I was raised in a family of self-employed business owners and always gravitated toward the finances of the operations. I wanted to find a way to utilize my background in my career and found that becoming a CPA would allow me to work with businesses and individuals to help solve problems proactively.
What types of clients do you typically serve, and what areas of tax or accounting do you specialize in?
My practice focus is mainly on closely held businesses and their owners in a wide array of industries. I assist my clients with everything from day-to-day accounting, financial statement preparation, income tax compliance and planning, succession planning, acquisition and merger advisory services and estate and gift planning, to help them maximize their business and personal financial positions.
What do you think are the most common tax planning mistakes individuals or business owners make?
The most common tax planning mistake I find with clients is failing to plan. In the vast majority of cases, we can come to good results with communication throughout the year, but once we are into filing season, the ability to navigate tax planning solutions lessens or the cost of those solutions increases.
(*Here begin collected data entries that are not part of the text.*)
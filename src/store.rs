//! Cart store
//!
//! Process-local observable store over a single [`Cart`]. The store is the
//! only writer: all mutation goes through its operations and all reads go
//! through [`CartStore::snapshot`] or [`CartStore::server_snapshot`], which
//! preserves the snapshot identity contract the rendering layer relies on to
//! skip redundant re-renders.
//!
//! The store is single-threaded by design (one UI event loop, no concurrent
//! writer). Mutations run to completion before listeners are invoked, and the
//! internal borrow is released first, so a listener may re-read or even
//! re-mutate the store re-entrantly.

use std::{
    cell::RefCell,
    fmt,
    ops::Deref,
    rc::{Rc, Weak},
};

use rusty_money::{Money, iso::Currency};
use smallvec::SmallVec;
use thiserror::Error;
use tracing::{debug, warn};

use crate::{
    artworks::{Artwork, ArtworkId},
    cart::Cart,
    pricing::TotalPriceError,
};

type ListenerFn = Rc<dyn Fn()>;

/// Token identifying one registered listener.
#[derive(Debug, Clone, Copy, PartialEq, Eq)]
struct ListenerId(u64);

struct Inner {
    snapshot: Rc<Cart>,
    server_snapshot: Rc<Cart>,
    listeners: Vec<(ListenerId, ListenerFn)>,
    next_listener: u64,
}

/// Point-in-time view of the cart.
///
/// Snapshots are identity-stable: two snapshots taken with no mutating call
/// in between share the same allocation ([`CartSnapshot::ptr_eq`]), and every
/// mutating call installs a fresh allocation, even when the contents end up
/// unchanged.
#[derive(Debug, Clone)]
pub struct CartSnapshot(Rc<Cart>);

impl CartSnapshot {
    /// Whether two snapshots are the same point-in-time allocation.
    #[must_use]
    pub fn ptr_eq(&self, other: &Self) -> bool {
        Rc::ptr_eq(&self.0, &other.0)
    }
}

impl Deref for CartSnapshot {
    type Target = Cart;

    fn deref(&self) -> &Cart {
        &self.0
    }
}

/// Observable cart store.
///
/// Cheap to clone; clones are handles to the same underlying cart, which is
/// how the store is threaded through the rendering layer. Independent stores
/// (for tests, or separate sessions) come from separate [`CartStore::new`]
/// calls.
///
/// No store operation fails: invalid input (unknown artwork id, zero add
/// quantity, mismatched currency) is a silent no-op. Every mutating call
/// still notifies listeners exactly once, so caller-side state stays
/// consistent.
#[derive(Clone)]
pub struct CartStore {
    inner: Rc<RefCell<Inner>>,
}

impl CartStore {
    /// Create an empty store for the given currency.
    #[must_use]
    pub fn new(currency: &'static Currency) -> Self {
        Self {
            inner: Rc::new(RefCell::new(Inner {
                snapshot: Rc::new(Cart::new(currency)),
                server_snapshot: Rc::new(Cart::new(currency)),
                listeners: Vec::new(),
                next_listener: 0,
            })),
        }
    }

    /// Register a listener invoked after every mutating call.
    ///
    /// The returned [`Subscription`] deregisters the listener when dropped
    /// or explicitly [`Subscription::unsubscribe`]d; other subscriptions are
    /// unaffected.
    pub fn subscribe(&self, listener: impl Fn() + 'static) -> Subscription {
        let mut inner = self.inner.borrow_mut();
        let id = ListenerId(inner.next_listener);

        inner.next_listener += 1;
        inner.listeners.push((id, Rc::new(listener)));

        Subscription {
            inner: Rc::downgrade(&self.inner),
            id,
        }
    }

    /// Current cart contents.
    ///
    /// Returns the same allocation as the previous call unless a mutating
    /// call happened in between.
    #[must_use]
    pub fn snapshot(&self) -> CartSnapshot {
        CartSnapshot(Rc::clone(&self.inner.borrow().snapshot))
    }

    /// Fixed empty cart for render passes without live client state.
    ///
    /// Always the same allocation, distinct from the live snapshot.
    #[must_use]
    pub fn server_snapshot(&self) -> CartSnapshot {
        CartSnapshot(Rc::clone(&self.inner.borrow().server_snapshot))
    }

    /// Add one unit of an artwork, merging into an existing line for the
    /// same artwork id.
    pub fn add_item(&self, artwork: Artwork) {
        self.add_item_with_quantity(artwork, 1);
    }

    /// Add `quantity` units of an artwork, merging into an existing line
    /// for the same artwork id. Zero quantity and currency mismatches are
    /// discarded silently.
    pub fn add_item_with_quantity(&self, artwork: Artwork, quantity: u32) {
        self.mutate(|cart| {
            if quantity == 0 {
                debug!(artwork = %artwork.id, "ignoring zero-quantity add");
                return;
            }

            if let Err(error) = cart.add(artwork, quantity) {
                warn!(%error, "discarding cart add");
            }
        });
    }

    /// Delete the line for the given artwork id; an unknown id is a no-op
    /// that still notifies.
    pub fn remove_item(&self, id: &ArtworkId) {
        self.mutate(|cart| cart.remove(id));
    }

    /// Replace the quantity of the line for the given artwork id, keeping
    /// its position. Zero removes the line; an unknown id is a no-op.
    pub fn set_quantity(&self, id: &ArtworkId, quantity: u32) {
        self.mutate(|cart| cart.set_quantity(id, quantity));
    }

    /// Empty the cart.
    pub fn clear(&self) {
        self.mutate(Cart::clear);
    }

    /// Sum of all line quantities in the current snapshot.
    #[must_use]
    pub fn total_items(&self) -> u32 {
        self.snapshot().total_items()
    }

    /// Total price of the current snapshot.
    ///
    /// # Errors
    ///
    /// Returns a [`TotalPriceError`] if there was a money arithmetic or
    /// currency mismatch error.
    pub fn total_price(&self) -> Result<Money<'static, Currency>, TotalPriceError> {
        self.snapshot().total_price()
    }

    // Applies a mutation copy-on-write, then notifies every listener.
    //
    // The listener list is cloned out and the borrow released before any
    // callback runs, so callbacks may re-enter the store.
    fn mutate(&self, f: impl FnOnce(&mut Cart)) {
        let listeners: SmallVec<[ListenerFn; 8]> = {
            let mut inner = self.inner.borrow_mut();
            let mut cart = Cart::clone(&inner.snapshot);

            f(&mut cart);
            inner.snapshot = Rc::new(cart);

            inner
                .listeners
                .iter()
                .map(|(_, listener)| Rc::clone(listener))
                .collect()
        };

        for listener in &listeners {
            listener();
        }
    }
}

impl fmt::Debug for CartStore {
    fn fmt(&self, f: &mut fmt::Formatter<'_>) -> fmt::Result {
        let inner = self.inner.borrow();

        f.debug_struct("CartStore")
            .field("lines", &inner.snapshot.len())
            .field("listeners", &inner.listeners.len())
            .finish()
    }
}

/// Registration handle returned by [`CartStore::subscribe`].
///
/// The listener stays registered for the lifetime of this handle and is
/// deregistered on drop.
pub struct Subscription {
    inner: Weak<RefCell<Inner>>,
    id: ListenerId,
}

impl Subscription {
    /// Deregister the listener now.
    pub fn unsubscribe(self) {}
}

impl Drop for Subscription {
    fn drop(&mut self) {
        let Some(inner) = self.inner.upgrade() else {
            return;
        };

        if let Ok(mut guard) = inner.try_borrow_mut() {
            guard.listeners.retain(|(id, _)| *id != self.id);
        }
    }
}

impl fmt::Debug for Subscription {
    fn fmt(&self, f: &mut fmt::Formatter<'_>) -> fmt::Result {
        f.debug_struct("Subscription").field("id", &self.id).finish()
    }
}

/// Error returned when the cart store is read outside its provider's scope.
#[derive(Debug, Error, PartialEq, Eq)]
#[error("cart store accessed outside of its provider")]
pub struct MissingStoreError;

/// Rendering-layer context that may carry the application's cart store.
///
/// Whether a missing store is a fatal misconfiguration is the caller's
/// decision; the accessor only reports it.
#[derive(Debug, Clone, Default)]
pub struct StoreContext {
    store: Option<CartStore>,
}

impl StoreContext {
    /// Context with a provided store.
    #[must_use]
    pub fn provide(store: CartStore) -> Self {
        Self { store: Some(store) }
    }

    /// Context without a store, outside any provider.
    #[must_use]
    pub fn empty() -> Self {
        Self::default()
    }

    /// The provided store.
    ///
    /// # Errors
    ///
    /// Returns [`MissingStoreError`] when no store was provided.
    pub fn cart(&self) -> Result<&CartStore, MissingStoreError> {
        self.store.as_ref().ok_or(MissingStoreError)
    }
}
What are a few proactive tax strategies families or businesses should be considering right now?
One OBBBA change that negatively impacts many taxpayers is the implementation in 2026 of a charitable deduction floor and cap on benefits. For tax years beginning 1/1/26 and forward, only charitable contributions in excess of 0.5% of adjusted gross income are deductible and the maximum benefit allowed on charitable contributions is 35%. That makes charitable giving planning before December 31, 2025 potentially more valuable to taxpayers.
How do you collaborate with financial planners, attorneys, and other professionals to help clients achieve their goals?
I always tell clients that professional advice is only as good as it is timely. I stress having open lines of communication between the client’s advisor circle to share information and ensure that we provide planning opportunities proactively.
What do you enjoy most about serving clients in this community?
Lexingtonians care deeply about our city and our families, which is represented in the quality of life we have here that makes it a great place to raise our children. So, anything I can do to help the people that create that community motivates me to go to work everyday.
What is the most common question you receive from a new client and what is your answer?
The most common question I get is usually some form of what my fees are and how I will help them save tax dollars. My response is that the largest expense anyone incurs in their lifetime, on average, is housing and second is income taxes at 17% of their lifetime earnings. Therefore, good tax advice and planning will save significant dollars throughout an individual’s lifetime and any investment in that advice will more than payoff in the long term.
Outside of your professional work, what are some interests or activities you’re passionate about that help people get to know you better?
I have teenage children and am involved in their activities and school, but also have a passion to help charitable organizations within the community, lending my skills and advice as needed. I’m a long time golfer who loves to get in a round whenever possible, but have also become a recent convert to pickleball and we play as a family as much as we can.